Au cours des sept premiers mois de 2024, les arrivées de migrants sur les côtes italiennes ont diminué de 62,36 pour cent par rapport à l’année précédente, avec un boom des débarquements en Espagne, où les flux migratoires ont augmenté jusqu’à 153 pour cent. Ce sont les données que dévoile avec une fierté mal dissimulée le gouvernement italien dans son dernier dossier sur les activités du ministère de l’Intérieur, publié à la mi-août. Une relation qui, paradoxalement, pourrait en quelque sorte « forcer » l’exécutif de Giorgia Meloni à ouvrir la porte aux demandeurs d’asile excédentaires en provenance d’Espagne.
Le nouveau Pacte sur les migrants
Tout tourne autour des accords déjà en vigueur à Bruxelles et du nouveau Pacte européen sur les migrants, définitivement approuvé il y a quelques mois. Les nouvelles règles, soutenues par le gouvernement italien, mais pas par l’ensemble de la majorité (Fratelli d’Italia et Forza Italia ont voté pour elles au Parlement européen, alors que la Ligue était contre), prévoient ce qu’on appelle le « mécanisme monétaire ». : en cas de crise migratoire, le pays de l’UE touché par cette crise pourra activer une sorte de bouton d’urgence sur la base duquel, sous réserve de l’approbation de Bruxelles, les autres États membres seront obligés d’apporter leur aide. L’accompagnement peut s’effectuer de deux manières : soit en prenant en charge l’accueil d’une partie des demandeurs d’asile en provenance du pays en crise, soit en contribuant de sa poche aux frais de gestion des flux.
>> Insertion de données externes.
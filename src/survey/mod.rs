mod answers;
mod schema;

pub use answers::{
    load_raw_answers, parse_raw_answers, AnswerError, AnswerSet, RawAnswers,
};
pub use schema::{Category, InputKind, Question, SurveyDefinition};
L’Espagne au bord de la crise
Aujourd’hui, l’Espagne semble être au bord d’une situation d’urgence migratoire. Les dernières données du ministère de l’Intérieur de Madrid sont claires : depuis le début de l’année jusqu’au 15 août, plus de 31 mille migrants sont arrivés dans le pays, soit presque le double par rapport aux 18 mille de la même période en 2023. le problème concerne la route ouest-africaine, le cheda de la Mauritanie, de la Gambie et du Sénégal mène aux îles Canaries : les voilà bien arrivés 22 304 migrants depuis début 2024, contre 9 864 au cours des sept premiers mois et demi de l’année dernière. Le président du gouvernement régional des îles Canaries, Fernando Clavijo, a lancé ces derniers jours un nouveau cri d’alarme, affirmant que « plus de 150 mille réfugiés » seraient prêts à prendre la mer pour rejoindre son archipel depuis la Mauritanie. Si ce cri d’alarme devait se transformer en une nouvelle augmentation des flux, l’Espagne pourrait se retrouver à la fin de l’année avec un nouveau record de débarquements après celui enregistré en 2023. Et dépasser l’Italie en termes de nombre de migrants illégaux.
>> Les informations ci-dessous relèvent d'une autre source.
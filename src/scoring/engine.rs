use crate::survey::AnswerSet;

/// Category 1, Digital Business Strategy: each response scaled by 3.33 and
/// summed. No clamping; out-of-range inputs pass through by design.
pub fn strategy(answers: &AnswerSet) -> f64 {
    (answers.invested * 3.33) + (answers.planned * 3.33) + (answers.preparedness * 3.33)
}

/// Category 2, Digital Readiness: the technology count is worth 5 points
/// each; the advanced-technology sliders are normalized to [0,1] (x0.2) and
/// scaled to a 0-50 contribution. The divisor is derived from the number of
/// advanced technologies rather than hard-coded.
pub fn readiness(answers: &AnswerSet) -> f64 {
    let advanced = answers.advanced_technologies();
    let adv_sum: f64 = advanced.iter().sum();
    (answers.technologies_in_use * 5.0) + (adv_sum * 0.2) * (10.0 / advanced.len() as f64) * 5.0
}

/// Category 3, Human-centric Digitilisation.
pub fn human_centric(answers: &AnswerSet) -> f64 {
    (answers.reskilling * 5.0) + (answers.adoption * 5.0)
}

/// Category 4, Data Management & Security.
pub fn data_management(answers: &AnswerSet) -> f64 {
    (answers.data_handling * 5.0) + (answers.data_security * 5.0)
}

/// Overall digital maturity: the arithmetic mean of the four category
/// scores.
pub fn overall(strategy: f64, readiness: f64, human_centric: f64, data_management: f64) -> f64 {
    (strategy + readiness + human_centric + data_management) / 4.0
}

#[cfg(test)]
mod tests {
    use super::*;
    use crate::survey::{RawAnswers, SurveyDefinition};

    fn answers_with(overrides: &[(&str, f64)]) -> AnswerSet {
        let mut raw: RawAnswers = AnswerSet::QUESTION_NAMES
            .iter()
            .map(|name| (name.to_string(), 0.0))
            .collect();
        for (name, value) in overrides {
            raw.insert(name.to_string(), *value);
        }
        AnswerSet::from_raw(&raw).unwrap()
    }

    #[test]
    fn test_all_zero_answers_score_zero() {
        let answers = answers_with(&[]);
        let c1 = strategy(&answers);
        let c2 = readiness(&answers);
        let c3 = human_centric(&answers);
        let c4 = data_management(&answers);
        assert_eq!(c1, 0.0);
        assert_eq!(c2, 0.0);
        assert_eq!(c3, 0.0);
        assert_eq!(c4, 0.0);
        assert_eq!(overall(c1, c2, c3, c4), 0.0);
    }

    #[test]
    fn test_strategy_reference_values() {
        // 3 x 10 x 3.33 = 99.9
        let answers = answers_with(&[("Q1ai", 10.0), ("Q1pi", 10.0), ("Q2_cat1", 10.0)]);
        assert!((strategy(&answers) - 99.9).abs() < 1e-9);
    }

    #[test]
    fn test_strategy_is_linear_per_input() {
        let base = answers_with(&[("Q1ai", 1.0)]);
        let scaled = answers_with(&[("Q1ai", 4.0)]);
        assert!((strategy(&scaled) - strategy(&base) * 4.0).abs() < 1e-9);
    }

    #[test]
    fn test_readiness_maximum_is_one_hundred() {
        // Q3=10 and all seven sliders at 5: 10*5 + (35*0.2)*(10/7)*5 = 50 + 50
        let answers = answers_with(&[
            ("Q3", 10.0),
            ("Simulation", 5.0),
            ("VR_AR", 5.0),
            ("CAD_CAM", 5.0),
            ("MES", 5.0),
            ("IoT", 5.0),
            ("Blockchain", 5.0),
            ("Additive", 5.0),
        ]);
        assert!((readiness(&answers) - 100.0).abs() < 1e-9);
    }

    #[test]
    fn test_readiness_technology_count_alone() {
        let answers = answers_with(&[("Q3", 4.0)]);
        assert!((readiness(&answers) - 20.0).abs() < 1e-9);
    }

    #[test]
    fn test_readiness_single_slider_contribution() {
        // One slider at 5: (5*0.2)*(10/7)*5 = 50/7
        let answers = answers_with(&[("MES", 5.0)]);
        assert!((readiness(&answers) - 50.0 / 7.0).abs() < 1e-9);
    }

    #[test]
    fn test_slider_boundaries_accepted_without_clamping() {
        let at_min = answers_with(&[("Simulation", 0.0)]);
        let at_max = answers_with(&[("Simulation", 5.0)]);
        assert_eq!(readiness(&at_min), 0.0);
        assert!((readiness(&at_max) - 50.0 / 7.0).abs() < 1e-9);
    }

    #[test]
    fn test_human_centric_reference_value() {
        let answers = answers_with(&[("Q5_cat3", 10.0), ("Q6_cat3", 10.0)]);
        assert!((human_centric(&answers) - 100.0).abs() < 1e-9);
    }

    #[test]
    fn test_data_management_reference_value() {
        let answers = answers_with(&[("Q5_cat4", 10.0), ("Q6_cat4", 10.0)]);
        assert!((data_management(&answers) - 100.0).abs() < 1e-9);
    }

    #[test]
    fn test_human_centric_is_linear_per_input() {
        let base = answers_with(&[("Q6_cat3", 2.0)]);
        let scaled = answers_with(&[("Q6_cat3", 6.0)]);
        assert!((human_centric(&scaled) - human_centric(&base) * 3.0).abs() < 1e-9);
    }

    #[test]
    fn test_overall_is_exact_mean() {
        assert_eq!(overall(10.0, 20.0, 30.0, 40.0), 25.0);
        assert_eq!(overall(0.0, 0.0, 0.0, 0.0), 0.0);
        assert_eq!(overall(-8.0, 8.0, 0.0, 0.0), 0.0);
    }

    #[test]
    fn test_out_of_range_inputs_pass_through() {
        // The engine does not clamp; 0-100 is nominal, not enforced.
        let answers = answers_with(&[("Q1ai", 100.0)]);
        assert!((strategy(&answers) - 333.0).abs() < 1e-9);
    }

    #[test]
    fn test_scoring_is_idempotent() {
        let answers = answers_with(&[("Q1ai", 3.0), ("Q3", 7.0), ("IoT", 2.0)]);
        assert_eq!(strategy(&answers), strategy(&answers));
        assert_eq!(readiness(&answers), readiness(&answers));
        assert_eq!(human_centric(&answers), human_centric(&answers));
        assert_eq!(data_management(&answers), data_management(&answers));
    }

    #[test]
    fn test_divisor_tracks_advanced_technology_count() {
        // The schema's slider list and the engine's advanced field list must
        // stay in lockstep; the 10/n scaling silently changes otherwise.
        let survey = SurveyDefinition::standard();
        assert_eq!(
            survey.slider_names(),
            AnswerSet::ADVANCED_TECHNOLOGIES.to_vec()
        );
        let answers = answers_with(&[]);
        assert_eq!(
            answers.advanced_technologies().len(),
            AnswerSet::ADVANCED_TECHNOLOGIES.len()
        );
    }
}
Le double jeu de la droite ibérique
Pour faire face à l’urgence, le gouvernement du socialiste Pedro Sanchez tente avant tout de susciter la solidarité interne : les îles Canaries peuvent accueillir au maximum 2 mille migrants. Selon les règles espagnoles, le gouvernement central a le pouvoir de redistribuer les demandeurs d’asile adultes vers d’autres régions du pays, mais pas les mineurs, dont le transfert doit être accepté par les autorités régionales, qui bloquent toutefois. La majorité a tenté de changer les règles, mais les partis d’opposition de droite, les modérés du PP et les nationalistes de Vox, ont bloqué cette tentative.
La solidarité de l’Italie
De son côté, le PP a pris un stylo et du papier et a écrit à la Commission européenne pour demander, entre autres, que « la solidarité de l’UE avec les îles Canaries et l’Espagne prenne la forme d’un programme urgent de relocalisation », au moins pour les mineurs non accompagnés. La demande ne concerne pas directement le nouveau Pacte sur les migrants, dont les délais techniques de mise en œuvre sont incompatibles avec la situation d’urgence (les pays de l’UE ont deux ans pour introduire pleinement les nouvelles règles). Le PP évoque plutôt le mécanisme de solidarité volontaire déjà mis en place il y a quelque temps à Bruxelles. Et dont l’Italie fait partie avec l’Espagne. Si la Commission devait donner suite à l’appel du centre droit ibérique, il est peu probable que Rome, qui a toujours été en première ligne pour demander la relocalisation de ses migrants vers d’autres pays de l’UE, puisse tourner dans l’autre sens. Aussi parce qu’un éventuel refus de solidarité pourrait se transformer en un objectif propre pour l’Italie en vue de l’entrée en vigueur définitive du nouveau Pacte sur les migrants. Et en cas de nouvelle vague de débarquements sur nos côtes que les vents de guerre au Moyen-Orient rendent de plus en plus probable.